EXERCISE INSTRUCTIONS:
What appears from the first line of the data below through the line containing "#[derive(Debug, Clone, PartialEq)]", both included, should be copied exactly, and nothing else.

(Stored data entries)
- - - -

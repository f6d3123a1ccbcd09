//! First-fit decreasing shelf packer.
//!
//! Parts are laid left to right in horizontal rows. A row's height is fixed by
//! its first part; later parts join the first row that is deep enough and has
//! width left. When no row accepts a part, a new row is opened on top of the
//! used height of the first sheet with room, and failing that a new sheet is
//! started. Parts are never rotated.

use crate::config::float_cmp::fits;
use crate::config::{FillOrder, NestConfig, OversizePolicy, SortOrder};
use crate::error::{NestError, OversizedPart, Result};
use crate::model::{PackingResult, Part, Sheet};

use super::order::order_parts;

/// Packing engine parameterized by kerf and strategy knobs. Holds no state between runs.
#[derive(Debug, Clone, PartialEq)]
pub struct PackingEngine {
    /// Blade kerf added after every placement and every row.
    pub kerf: f64,
    pub sort_order: SortOrder,
    pub fill_order: FillOrder,
    pub oversize_policy: OversizePolicy,
}

impl Default for PackingEngine {
    fn default() -> Self {
        Self::new(crate::config::DEFAULT_KERF)
    }
}

impl PackingEngine {
    /// Create an engine with the given kerf and default strategies.
    pub fn new(kerf: f64) -> Self {
        Self {
            kerf,
            sort_order: SortOrder::default(),
            fill_order: FillOrder::default(),
            oversize_policy: OversizePolicy::default(),
        }
    }

    /// Create an engine from a run configuration.
    pub fn from_config(config: &NestConfig) -> Self {
        Self {
            kerf: config.kerf,
            sort_order: config.sort_order,
            fill_order: config.fill_order,
            oversize_policy: config.oversize_policy,
        }
    }

    pub fn with_sort_order(mut self, sort_order: SortOrder) -> Self {
        self.sort_order = sort_order;
        self
    }

    pub fn with_fill_order(mut self, fill_order: FillOrder) -> Self {
        self.fill_order = fill_order;
        self
    }

    pub fn with_oversize_policy(mut self, oversize_policy: OversizePolicy) -> Self {
        self.oversize_policy = oversize_policy;
        self
    }

    /// Pack `parts` onto sheets of `sheet_width` x `sheet_height`.
    ///
    /// An empty part list yields zero sheets. Under [`OversizePolicy::Reject`]
    /// any part larger than the sheet fails the whole run with
    /// [`NestError::OversizedParts`]; under [`OversizePolicy::Allow`] such parts
    /// are placed anyway and overflow the sheet rectangle.
    pub fn pack(
        &self,
        parts: &[Part],
        sheet_width: f64,
        sheet_height: f64,
    ) -> Result<PackingResult> {
        check_dimensions(sheet_width, sheet_height, self.kerf)?;

        if self.oversize_policy == OversizePolicy::Reject {
            let oversized: Vec<OversizedPart> = parts
                .iter()
                .filter(|p| !p.fits_within(sheet_width, sheet_height))
                .map(|p| OversizedPart {
                    name: p.name.clone(),
                    width: p.width,
                    depth: p.depth,
                })
                .collect();
            if !oversized.is_empty() {
                return Err(NestError::OversizedParts {
                    sheet_width,
                    sheet_height,
                    parts: oversized,
                });
            }
        }

        let mut sheets: Vec<Sheet> = Vec::new();
        for part in order_parts(parts, self.sort_order) {
            let placed = match self.fill_order {
                FillOrder::RowsFirst => {
                    self.place_in_rows(&mut sheets, part, sheet_width)
                        || self.place_in_new_row(&mut sheets, part, sheet_height)
                }
                FillOrder::SheetBySheet => {
                    self.place_sheet_by_sheet(&mut sheets, part, sheet_width, sheet_height)
                }
            };

            if !placed {
                let mut sheet = Sheet::new(sheets.len() + 1);
                sheet.open_row(&part.name, part.width, part.depth, self.kerf);
                sheets.push(sheet);
            }
        }

        Ok(PackingResult {
            sheet_width,
            sheet_height,
            sheets,
        })
    }

    /// First existing row, over all sheets, that accepts the part.
    fn place_in_rows(&self, sheets: &mut [Sheet], part: &Part, sheet_width: f64) -> bool {
        let row = sheets
            .iter_mut()
            .flat_map(|s| s.rows.iter_mut())
            .find(|r| r.accepts(part.width, part.depth, sheet_width));

        match row {
            Some(row) => {
                row.place(&part.name, part.width, part.depth, self.kerf);
                true
            }
            None => false,
        }
    }

    /// New row on the first sheet with enough height left.
    fn place_in_new_row(&self, sheets: &mut [Sheet], part: &Part, sheet_height: f64) -> bool {
        match sheets
            .iter_mut()
            .find(|s| fits(sheet_height - s.used_height, part.depth))
        {
            Some(sheet) => {
                sheet.open_row(&part.name, part.width, part.depth, self.kerf);
                true
            }
            None => false,
        }
    }

    fn place_sheet_by_sheet(
        &self,
        sheets: &mut [Sheet],
        part: &Part,
        sheet_width: f64,
        sheet_height: f64,
    ) -> bool {
        for sheet in sheets.iter_mut() {
            if self.place_in_rows(std::slice::from_mut(sheet), part, sheet_width)
                || self.place_in_new_row(std::slice::from_mut(sheet), part, sheet_height)
            {
                return true;
            }
        }
        false
    }
}

/// Reject non-positive sheet sizes and negative kerf.
fn check_dimensions(sheet_width: f64, sheet_height: f64, kerf: f64) -> Result<()> {
    if !(sheet_width > 0.0) {
        return Err(NestError::InvalidDimension {
            what: "sheet width".to_string(),
            requirement: "positive",
            value: sheet_width,
        });
    }
    if !(sheet_height > 0.0) {
        return Err(NestError::InvalidDimension {
            what: "sheet height".to_string(),
            requirement: "positive",
            value: sheet_height,
        });
    }
    if !(kerf >= 0.0) {
        return Err(NestError::InvalidDimension {
            what: "kerf".to_string(),
            requirement: "non-negative",
            value: kerf,
        });
    }
    Ok(())
}

/// Pack with the default strategies and return the sheets.
pub fn pack(parts: &[Part], sheet_width: f64, sheet_height: f64, kerf: f64) -> Result<Vec<Sheet>> {
    Ok(PackingEngine::new(kerf)
        .pack(parts, sheet_width, sheet_height)?
        .sheets)
}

- - - -

ANSWER BELOW:
repository f6d3123a1ccbcd09
//! First-fit decreasing shelf packer.
//!
//! Parts are laid left to right in horizontal rows. A row's height is fixed by
//! its first part; later parts join the first row that is deep enough and has
//! width left. When no row accepts a part, a new row is opened on top of the
//! used height of the first sheet with room, and failing that a new sheet is
//! started. Parts are never rotated.

use crate::config::float_cmp::fits;
use crate::config::{FillOrder, NestConfig, OversizePolicy, SortOrder};
use crate::error::{NestError, OversizedPart, Result};
use crate::model::{PackingResult, Part, Sheet};

use super::order::order_parts;

/// Packing engine parameterized by kerf and strategy knobs. Holds no state between runs.
#[derive(Debug, Clone, PartialEq)]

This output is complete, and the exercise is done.